About this task: Wherever the string "bool" appears in a line of the listing below, report that line.

Data for processing:
******

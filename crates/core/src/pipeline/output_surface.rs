use std::fmt;

use crate::classification::domain::age_estimator::AgeEstimate;
use crate::classification::domain::tally::Tally;
use crate::shared::photo::Photo;

/// User-facing notices raised while processing a photo.
#[derive(Clone, Copy, Debug, PartialEq, Eq)]
pub enum Notice {
    /// Detection found nothing. Must be acknowledged; ends the run.
    NoFacesFound,
    /// Advisory only; processing continues unchanged.
    MoreThanOneFace,
}

impl Notice {
    pub fn title(self) -> &'static str {
        match self {
            Notice::NoFacesFound => "No Faces Found",
            Notice::MoreThanOneFace => "More than 1 face",
        }
    }

    pub fn message(self) -> Option<&'static str> {
        match self {
            Notice::NoFacesFound => Some("Could not find any faces"),
            Notice::MoreThanOneFace => None,
        }
    }

    /// Whether the user has to dismiss it before continuing.
    pub fn is_blocking(self) -> bool {
        matches!(self, Notice::NoFacesFound)
    }
}

impl fmt::Display for Notice {
    fn fmt(&self, f: &mut fmt::Formatter<'_>) -> fmt::Result {
        match self.message() {
            Some(message) => write!(f, "{}: {message}", self.title()),
            None => write!(f, "{}", self.title()),
        }
    }
}

/// Where results end up: two count fields, a photo view and a notice channel.
pub trait OutputSurface {
    fn show_counts(&mut self, adults: u32, kids: u32);

    fn show_photo(&mut self, photo: &Photo);

    fn notify(&mut self, notice: Notice);

    fn report_error(&mut self, message: &str);
}

/// A fully tallied photo, ready to publish.
#[derive(Clone, Debug)]
pub struct ClassifiedPhoto {
    pub photo: Photo,
    pub tally: Tally,
    pub age: AgeEstimate,
    pub face_count: usize,
}

/// Messages a classification run sends back to the front end.
#[derive(Debug)]
pub enum ClassifyMessage {
    Notice(Notice),
    Complete(ClassifiedPhoto),
    NoFaces,
    Error(String),
    Cancelled,
}

impl ClassifyMessage {
    /// Whether this is the last message of a run.
    pub fn is_final(&self) -> bool {
        !matches!(self, ClassifyMessage::Notice(_))
    }
}

/// Applies one message to the surface. Counts go out before the photo.
pub fn present(message: ClassifyMessage, surface: &mut dyn OutputSurface) {
    match message {
        ClassifyMessage::Notice(notice) => surface.notify(notice),
        ClassifyMessage::Complete(classified) => {
            log::info!(
                "Published {} adult(s), {} kid(s) for {} face(s) at {}",
                classified.tally.adults,
                classified.tally.kids,
                classified.face_count,
                classified.age
            );
            surface.show_counts(classified.tally.adults, classified.tally.kids);
            surface.show_photo(&classified.photo);
        }
        ClassifyMessage::Error(message) => surface.report_error(&message),
        ClassifyMessage::NoFaces | ClassifyMessage::Cancelled => {}
    }
}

******

Solution for this task:
    pub fn is_blocking(self) -> bool {
    pub fn is_final(&self) -> bool {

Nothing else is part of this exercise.